Friday, January 31, 2020

Have a Little Faith in Me, by Sonia Hartl


CeCe lost Ethan.  After succumbing to pressure from him to have sex, he decided to break things off.  He says he needs to re-connect with his faith and is going away to Summer Bible camp.  CeCe, whose faith in Jesus was never very strong, is convinced that by following him there and proving she can be a good Christian too, that she’ll win him back.  Her best friend and neighbor Paul tries to convince her that this is a very bad idea.  When he fails to do so, he announces that he’ll go too in order to help.

At camp, CeCe is definitely in over her head.  Her ideas clash repeatedly with the staff and the campers, but her biggest shock is finding that Ethan has a girlfriend at camp.  Desperate, she gets Paul to agree to pretend to be her new boyfriend and make Ethan jealous.  It works so well that CeCe and Paul discover they have feelings for each other.  It culminates in a stand off at a campfire confessional.

So far, so predictable.  I twitched quite a bit at the depiction of organized Christianity, but that’s pretty common with writers who want a group that’s still OK to trash.  But the great climactic fireside showdown occurs on page 185 and there are almost 150 MORE PAGES TO GO!!  What on earth are they going to do with the rest of the book?

The answer is to embark on a treatise about sex and consent.  The girls at the camp, shocked by what CeCe has endured launch into an extended dialogue about sexual mishaps, questions, and consent.  Much of it is fine and the material is sound, but it is so dense that it largely comes across as a textbook.

The book's popularity may be boosted by a pretty explicit sex scene at the end that the sex education material seems to be building up for.  It contains probably the most thorough by-the-book explicit consensual sexual encounter ever recorded in a YA (or any other) book.  And there is a stress on verbalized consent (i.e., implicit consent does not count so everything must be spoken aloud), which will raise eyebrows. There’s nothing intrinsically wrong with teaching that good sex is consensual sex, but it has so little to do with the first half of the book that it felt like a hidden agenda.

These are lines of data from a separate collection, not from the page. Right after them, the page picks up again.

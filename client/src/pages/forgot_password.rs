//! Forgot-password page: requests a reset code by email.

use leptos::prelude::*;
use retina::forms;
use retina::guard::Liveness;
use retina::routes::AppRoute;

use crate::app::AppContext;
use crate::net::api;

#[component]
pub fn ForgotPasswordPage() -> impl IntoView {
    let ctx = expect_context::<AppContext>();

    let email = RwSignal::new(String::new());
    let error = RwSignal::new(None::<String>);
    let notice = RwSignal::new(None::<String>);
    let busy = RwSignal::new(false);

    let alive = Liveness::new();
    on_cleanup({
        let alive = alive.clone();
        move || alive.mark_dead()
    });

    let on_submit = move |ev: leptos::ev::SubmitEvent| {
        ev.prevent_default();
        if busy.get_untracked() {
            return;
        }
        let email_value = email.get_untracked().trim().to_owned();
        if let Err(e) = forms::validate_forgot(&email_value) {
            error.set(Some(e.to_string()));
            return;
        }
        busy.set(true);
        error.set(None);
        notice.set(None);

        let config = ctx.config.clone();
        let alive = alive.clone();
        leptos::task::spawn_local(async move {
            let result = api::forgot_password(&config, &email_value).await;
            if !alive.is_alive() {
                return;
            }
            match result {
                Ok(message) => notice.set(Some(message)),
                Err(e) => {
                    log::warn!("forgot-password request failed: {e}");
                    error.set(Some(e.user_message(forms::GENERIC_FAILURE_MESSAGE)));
                }
            }
            busy.set(false);
        });
    };

    view! {
        <div class="auth-page">
            <div class="auth-card">
                <a href=AppRoute::Landing.hash() class="auth-card__brand">"RetinaScan"</a>
                <h1>"Forgot your password?"</h1>
                <p class="auth-card__subtitle">"Enter your email and we will send you a reset code."</p>
                <form class="auth-form" on:submit=on_submit>
                    <label class="auth-form__label">
                        "Email"
                        <input
                            class="auth-input"
                            type="email"
                            autocomplete="email"
                            prop:value=move || email.get()
                            on:input=move |ev| email.set(event_target_value(&ev))
                        />
                    </label>
                    <button class="btn btn--primary" type="submit" disabled=move || busy.get()>
                        {move || if busy.get() { "Sending…" } else { "Send reset code" }}
                    </button>
                </form>
                {move || error.get().map(|text| view! { <p class="auth-message auth-message--error">{text}</p> })}
                {move || notice.get().map(|text| view! { <p class="auth-message auth-message--success">{text}</p> })}
                <div class="auth-card__links">
                    <a href=AppRoute::ResetPassword.hash()>"I have a reset code"</a>
                    <a href=AppRoute::Login.hash()>"Back to log in"</a>
                </div>
            </div>
        </div>
    }
}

It’s a little hard to review the book since it is really two books – one fiction and the other non-fiction.
The characters start as young people but largely become mouthpieces in the end.  CeCe and Paul get the best treatment, but that’s because they get to be the models for perfect sex.  In the first half of the novel, I found them much more interesting.  The end is a mess as the story shifts in several different directions, but finally gets the kids back home and into each other’s arms.